▶ **AVAILABLE DATA**
------------------------------------------------------------------------
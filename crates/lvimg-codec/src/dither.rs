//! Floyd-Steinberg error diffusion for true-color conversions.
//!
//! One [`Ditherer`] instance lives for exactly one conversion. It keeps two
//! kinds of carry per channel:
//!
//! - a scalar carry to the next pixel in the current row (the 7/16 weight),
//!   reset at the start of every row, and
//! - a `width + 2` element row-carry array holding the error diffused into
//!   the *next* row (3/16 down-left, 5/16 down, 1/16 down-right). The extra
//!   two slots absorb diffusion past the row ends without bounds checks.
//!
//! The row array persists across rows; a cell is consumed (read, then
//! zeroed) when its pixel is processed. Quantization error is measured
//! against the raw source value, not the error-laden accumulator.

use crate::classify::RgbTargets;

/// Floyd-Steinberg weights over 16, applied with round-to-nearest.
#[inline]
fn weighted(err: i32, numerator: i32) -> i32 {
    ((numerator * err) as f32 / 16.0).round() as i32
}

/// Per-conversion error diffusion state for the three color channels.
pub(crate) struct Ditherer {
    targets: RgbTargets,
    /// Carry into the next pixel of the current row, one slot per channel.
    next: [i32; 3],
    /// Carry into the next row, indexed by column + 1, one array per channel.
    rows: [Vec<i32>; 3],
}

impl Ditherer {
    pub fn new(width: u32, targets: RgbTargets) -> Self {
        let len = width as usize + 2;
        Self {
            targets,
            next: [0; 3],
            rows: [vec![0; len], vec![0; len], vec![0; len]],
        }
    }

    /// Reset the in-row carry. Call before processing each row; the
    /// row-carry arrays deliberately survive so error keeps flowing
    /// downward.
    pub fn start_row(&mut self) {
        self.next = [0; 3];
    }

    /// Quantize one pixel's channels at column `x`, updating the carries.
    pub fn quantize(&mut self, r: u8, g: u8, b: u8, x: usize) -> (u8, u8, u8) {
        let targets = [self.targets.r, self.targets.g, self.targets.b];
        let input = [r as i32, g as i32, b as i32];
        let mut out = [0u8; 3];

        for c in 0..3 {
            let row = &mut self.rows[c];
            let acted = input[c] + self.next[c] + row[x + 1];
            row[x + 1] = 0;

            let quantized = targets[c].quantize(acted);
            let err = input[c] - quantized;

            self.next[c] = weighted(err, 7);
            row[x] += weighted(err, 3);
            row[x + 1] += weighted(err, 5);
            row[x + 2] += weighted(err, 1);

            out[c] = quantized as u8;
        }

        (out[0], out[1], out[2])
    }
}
------------------------------------------------------------------------
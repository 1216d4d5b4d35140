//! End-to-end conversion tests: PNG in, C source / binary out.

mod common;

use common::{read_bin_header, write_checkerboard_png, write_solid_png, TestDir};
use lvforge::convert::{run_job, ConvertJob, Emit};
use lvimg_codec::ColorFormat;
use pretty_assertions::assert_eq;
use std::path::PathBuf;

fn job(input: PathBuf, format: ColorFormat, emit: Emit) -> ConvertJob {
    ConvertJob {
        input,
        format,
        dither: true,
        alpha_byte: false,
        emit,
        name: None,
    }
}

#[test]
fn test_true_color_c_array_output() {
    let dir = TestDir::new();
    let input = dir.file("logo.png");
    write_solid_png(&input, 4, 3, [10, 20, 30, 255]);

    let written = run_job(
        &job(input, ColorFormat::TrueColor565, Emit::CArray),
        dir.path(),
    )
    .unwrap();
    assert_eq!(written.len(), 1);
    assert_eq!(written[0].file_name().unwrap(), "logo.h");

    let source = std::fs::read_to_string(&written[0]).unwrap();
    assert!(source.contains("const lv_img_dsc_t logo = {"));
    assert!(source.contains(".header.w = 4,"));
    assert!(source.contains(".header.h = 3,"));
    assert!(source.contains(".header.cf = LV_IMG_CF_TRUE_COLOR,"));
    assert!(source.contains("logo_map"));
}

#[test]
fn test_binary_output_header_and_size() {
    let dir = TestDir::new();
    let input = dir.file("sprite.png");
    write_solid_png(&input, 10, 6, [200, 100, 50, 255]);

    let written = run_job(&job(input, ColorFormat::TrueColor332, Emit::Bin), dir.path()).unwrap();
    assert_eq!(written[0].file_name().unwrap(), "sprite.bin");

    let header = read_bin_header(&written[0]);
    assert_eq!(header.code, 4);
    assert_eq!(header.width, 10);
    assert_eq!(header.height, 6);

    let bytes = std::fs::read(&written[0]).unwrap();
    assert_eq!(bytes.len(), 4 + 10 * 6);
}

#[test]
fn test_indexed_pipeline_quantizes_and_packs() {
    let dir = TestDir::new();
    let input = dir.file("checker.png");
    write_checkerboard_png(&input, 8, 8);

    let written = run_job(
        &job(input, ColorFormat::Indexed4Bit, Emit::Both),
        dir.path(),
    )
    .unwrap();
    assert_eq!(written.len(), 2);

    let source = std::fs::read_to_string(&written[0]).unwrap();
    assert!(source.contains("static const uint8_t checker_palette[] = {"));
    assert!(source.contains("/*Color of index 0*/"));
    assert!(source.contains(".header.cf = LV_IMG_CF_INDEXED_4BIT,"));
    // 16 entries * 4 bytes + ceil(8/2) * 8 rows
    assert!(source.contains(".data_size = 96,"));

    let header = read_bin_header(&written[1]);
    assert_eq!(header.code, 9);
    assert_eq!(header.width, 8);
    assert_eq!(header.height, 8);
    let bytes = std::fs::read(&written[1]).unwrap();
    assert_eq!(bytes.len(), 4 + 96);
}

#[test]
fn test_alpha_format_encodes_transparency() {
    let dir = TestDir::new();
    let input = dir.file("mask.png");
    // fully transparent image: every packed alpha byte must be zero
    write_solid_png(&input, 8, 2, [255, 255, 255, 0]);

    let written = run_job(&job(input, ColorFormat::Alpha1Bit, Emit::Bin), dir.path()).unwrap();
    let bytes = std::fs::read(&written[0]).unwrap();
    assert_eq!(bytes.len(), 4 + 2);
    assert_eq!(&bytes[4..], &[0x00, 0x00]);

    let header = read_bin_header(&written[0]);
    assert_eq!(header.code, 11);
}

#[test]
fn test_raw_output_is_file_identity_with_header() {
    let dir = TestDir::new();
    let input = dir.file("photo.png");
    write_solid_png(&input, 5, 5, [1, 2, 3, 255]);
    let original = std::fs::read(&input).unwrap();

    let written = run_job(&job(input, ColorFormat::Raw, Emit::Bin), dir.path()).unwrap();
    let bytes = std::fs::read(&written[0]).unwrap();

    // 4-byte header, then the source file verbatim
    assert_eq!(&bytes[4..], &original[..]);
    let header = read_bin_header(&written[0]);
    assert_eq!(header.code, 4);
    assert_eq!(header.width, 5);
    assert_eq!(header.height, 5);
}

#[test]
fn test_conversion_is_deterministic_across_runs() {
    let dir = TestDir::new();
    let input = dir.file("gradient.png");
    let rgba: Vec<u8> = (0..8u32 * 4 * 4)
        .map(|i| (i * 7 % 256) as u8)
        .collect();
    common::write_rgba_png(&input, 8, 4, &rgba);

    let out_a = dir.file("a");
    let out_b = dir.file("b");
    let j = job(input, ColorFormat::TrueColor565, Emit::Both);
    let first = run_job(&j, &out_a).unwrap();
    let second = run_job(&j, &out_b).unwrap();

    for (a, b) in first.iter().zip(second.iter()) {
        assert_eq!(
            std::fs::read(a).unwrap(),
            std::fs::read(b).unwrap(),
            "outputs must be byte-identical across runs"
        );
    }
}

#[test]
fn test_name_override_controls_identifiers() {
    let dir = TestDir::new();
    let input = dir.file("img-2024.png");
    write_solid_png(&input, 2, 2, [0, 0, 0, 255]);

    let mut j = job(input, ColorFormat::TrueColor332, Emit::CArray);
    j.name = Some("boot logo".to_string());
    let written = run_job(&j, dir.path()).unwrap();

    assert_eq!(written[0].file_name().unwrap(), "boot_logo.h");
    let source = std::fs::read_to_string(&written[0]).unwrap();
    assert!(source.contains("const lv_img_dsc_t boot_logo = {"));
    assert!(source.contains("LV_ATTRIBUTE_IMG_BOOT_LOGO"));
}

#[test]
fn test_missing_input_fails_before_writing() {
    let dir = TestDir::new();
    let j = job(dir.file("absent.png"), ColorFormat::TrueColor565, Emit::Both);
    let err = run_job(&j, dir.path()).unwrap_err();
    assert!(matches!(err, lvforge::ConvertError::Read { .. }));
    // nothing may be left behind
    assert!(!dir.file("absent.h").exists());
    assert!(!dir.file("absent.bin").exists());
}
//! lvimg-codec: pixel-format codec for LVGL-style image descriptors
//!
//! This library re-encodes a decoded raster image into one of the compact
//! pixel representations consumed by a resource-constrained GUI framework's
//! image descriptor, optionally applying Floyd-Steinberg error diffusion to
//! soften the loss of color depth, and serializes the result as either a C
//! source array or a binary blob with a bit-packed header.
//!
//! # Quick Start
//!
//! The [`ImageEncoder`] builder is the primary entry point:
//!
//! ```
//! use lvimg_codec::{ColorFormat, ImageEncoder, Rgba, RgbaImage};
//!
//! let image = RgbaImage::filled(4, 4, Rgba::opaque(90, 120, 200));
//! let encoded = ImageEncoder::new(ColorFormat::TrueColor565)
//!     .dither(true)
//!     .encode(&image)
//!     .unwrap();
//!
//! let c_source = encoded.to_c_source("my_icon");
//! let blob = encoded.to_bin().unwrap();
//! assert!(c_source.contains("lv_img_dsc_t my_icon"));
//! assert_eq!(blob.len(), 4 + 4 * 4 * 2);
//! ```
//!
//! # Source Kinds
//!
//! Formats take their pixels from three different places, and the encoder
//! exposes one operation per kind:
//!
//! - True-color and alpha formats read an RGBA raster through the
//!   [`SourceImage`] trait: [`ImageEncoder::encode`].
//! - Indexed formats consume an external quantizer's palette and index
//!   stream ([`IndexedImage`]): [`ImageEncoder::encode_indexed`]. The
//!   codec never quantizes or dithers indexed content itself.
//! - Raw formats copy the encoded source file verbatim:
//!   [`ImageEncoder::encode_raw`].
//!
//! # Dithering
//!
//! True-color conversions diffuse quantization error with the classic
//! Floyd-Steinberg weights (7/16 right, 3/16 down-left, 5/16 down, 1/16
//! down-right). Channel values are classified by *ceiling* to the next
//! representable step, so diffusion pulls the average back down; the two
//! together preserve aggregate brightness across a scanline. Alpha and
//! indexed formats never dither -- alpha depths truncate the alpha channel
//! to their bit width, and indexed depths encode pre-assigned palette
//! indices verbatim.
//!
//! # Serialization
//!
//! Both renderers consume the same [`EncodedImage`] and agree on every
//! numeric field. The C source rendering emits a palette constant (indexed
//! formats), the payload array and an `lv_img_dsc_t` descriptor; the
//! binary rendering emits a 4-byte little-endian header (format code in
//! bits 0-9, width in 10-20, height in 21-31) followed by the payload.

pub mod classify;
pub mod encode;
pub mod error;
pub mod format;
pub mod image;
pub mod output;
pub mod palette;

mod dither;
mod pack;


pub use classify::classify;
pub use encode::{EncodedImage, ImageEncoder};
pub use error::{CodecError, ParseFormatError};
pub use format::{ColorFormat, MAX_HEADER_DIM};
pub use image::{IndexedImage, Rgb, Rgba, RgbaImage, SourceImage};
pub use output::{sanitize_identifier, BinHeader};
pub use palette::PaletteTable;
------------------------------------------------------------------------
▶ **WORK REQUEST**
Go through the entries and report every line with the string "EncodedImage".

▶ **EXERCISE OUTPUT**
//! Both renderers consume the same [`EncodedImage`] and agree on every
pub use encode::{EncodedImage, ImageEncoder};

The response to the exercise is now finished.